The first paycheck of the month, under ProSal, is a fixed payment. This payment is simple to calculate-just divide the guaranteed base amount by 24. Let's say an associate's guaranteed base is $90,000. Divide $90,000 by 24, and the result of $3,750 would be the associate's first paycheck of the month, less routine payroll deductions.
The manager's job
As the practice owner or manager, it's your responsibility to make sure your associates are professional and effective and that they offer a full-service approach. For this reason, an effective manager will keep an eye on associates' second paycheck every month. Ideally, the second paycheck is more than the first one of the month. Our goal is to pay associates more than their guaranteed base. This is where exam room coaching might come into play, or reviewing of medical records and setting clearer standards of care inside the practice. If you have to make up a deficit at the end of the year, you need to take a hard look at why: Is the associate not productive? Do you have too many veterinarians? Do you need to adjust your fee schedule or how you charge for services? Your associate should make more than their guaranteed base, and this is a win for the associate and for the practice.

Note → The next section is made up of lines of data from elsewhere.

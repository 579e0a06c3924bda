use crate::bot::views::{help_keyboard, welcome_text, APOLOGY_TEXT, HELP_TEXT};
use crate::llm::LlmProvider;
use anyhow::Result;
use std::sync::Arc;
use teloxide::{
    prelude::*,
    types::{ChatAction, User},
    utils::command::BotCommands,
};
use tracing::{error, info};

/// Supported commands for the bot
#[derive(BotCommands, Clone, Debug, PartialEq, Eq)]
#[command(rename_rule = "lowercase", description = "Поддерживаемые команды:")]
pub enum Command {
    /// Show the welcome message
    #[command(description = "Начать общение.")]
    Start,
    /// Show usage help and the developer contact
    #[command(description = "Помощь по использованию бота.")]
    Help,
}

/// Full name of the message sender, or a neutral fallback when the platform
/// did not report one.
#[must_use]
pub fn sender_display_name(msg: &Message) -> String {
    msg.from
        .as_ref()
        .map(User::full_name)
        .filter(|name| !name.trim().is_empty())
        .unwrap_or_else(|| "друг".to_string())
}

/// Start handler
///
/// # Errors
///
/// Returns an error if the welcome message cannot be sent.
pub async fn start(bot: Bot, msg: Message) -> Result<()> {
    let user_name = sender_display_name(&msg);
    info!(chat_id = msg.chat.id.0, "User {user_name} initiated /start command.");

    bot.send_message(msg.chat.id, welcome_text(&user_name)).await?;
    Ok(())
}

/// Help handler
///
/// # Errors
///
/// Returns an error if the keyboard cannot be built or the message cannot be sent.
pub async fn help(bot: Bot, msg: Message) -> Result<()> {
    bot.send_message(msg.chat.id, HELP_TEXT)
        .reply_markup(help_keyboard()?)
        .await?;
    Ok(())
}

/// Text message handler: relays the text to the LLM and sends back the reply.
///
/// # Errors
///
/// Returns an error only if Telegram rejects the chat action or the reply.
pub async fn handle_text(bot: Bot, msg: Message, llm: Arc<dyn LlmProvider>) -> Result<()> {
    let Some(text) = msg.text() else {
        return Ok(());
    };

    bot.send_chat_action(msg.chat.id, ChatAction::Typing).await?;

    let reply = relay_reply(llm.as_ref(), msg.chat.id, text).await;
    bot.send_message(msg.chat.id, reply).await?;
    Ok(())
}

/// Ask the LLM for a reply to `text`, falling back to [`APOLOGY_TEXT`].
///
/// Every failure kind is logged and collapsed into the same user-facing text.
pub async fn relay_reply(llm: &dyn LlmProvider, chat_id: ChatId, text: &str) -> String {
    match llm.chat_completion(text).await {
        Ok(reply) => reply,
        Err(e) => {
            error!(chat_id = chat_id.0, error = ?e, "Error while calling the LLM API: {e}");
            APOLOGY_TEXT.to_string()
        }
    }
}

The second and final paycheck of the month needs you to calculate the associate's production for the previous month. Let's assume the associate produced $39,000 last month and you're paying them 21 percent of their production. Multiply $39,000 by 21 percent to get $8,190. But wait-the associate was already paid $3,750 for the first payroll of the month, so you subtract that amount already paid ($3,750) from $8,190, and the difference of $4,440 would be the associate's second and final paycheck of the month, less routine payroll deductions. The second paycheck is not a guaranteed check. It might be $10, or it might be $10,000-that all depends on the previous month's production. At the end of the year, if the associate wasn't paid an amount equal to their guaranteed base or more, you would owe them the difference. The guarantee comes in at the end of the year, not on a monthly or quarterly basis.
Why ProSal can work
This is the beauty of ProSal: The associate cannot make less than the guaranteed base-they can only make more. So, why would any associate not want to accept ProSal? If they're paid a salary of $90,000, then that would be all they could make. But with ProSal, it's guaranteed that the associate will make the base, yet they have the ability to make so much more. This is also a win for the practice, because, if the associate makes more, then so does the practice.
To those who say ProSal causes a veterinarian to oversell or cherry-pick cases that will generate more revenue, I disagree. What ProSal will do is make it obvious if an associate is behaving in an unscrupulous manner and bring to light the lack of maturity and professionalism within that individual, indicating that maybe they're not the right choice to be an associate in your hospital.
ProSal can make such personality flaws more obvious, but it's not the cause of the problem. A veterinarian should offer and render services because it's the right thing to do for the patient, not because they're going to get paid more. I have run into very few veterinarians who purposely oversell or overcharge for services. On the contrary, I normally have a harder time getting doctors to charge effectively for what they do. But, if a veterinarian does indeed take the time to offer and educate clients about the necessary products and services their pet needs, then they should get paid for doing that. It's good medicine and good business.
Mark Opperman, BS, CVPM, is a founder of the national practice management firm VMC in Lawrence, Kansas. He is also the co-author, with Sheila Grosdidier, BS, RVT, PHR, of the dvm360 book The Art of Veterinary Practice Management, in its second edition.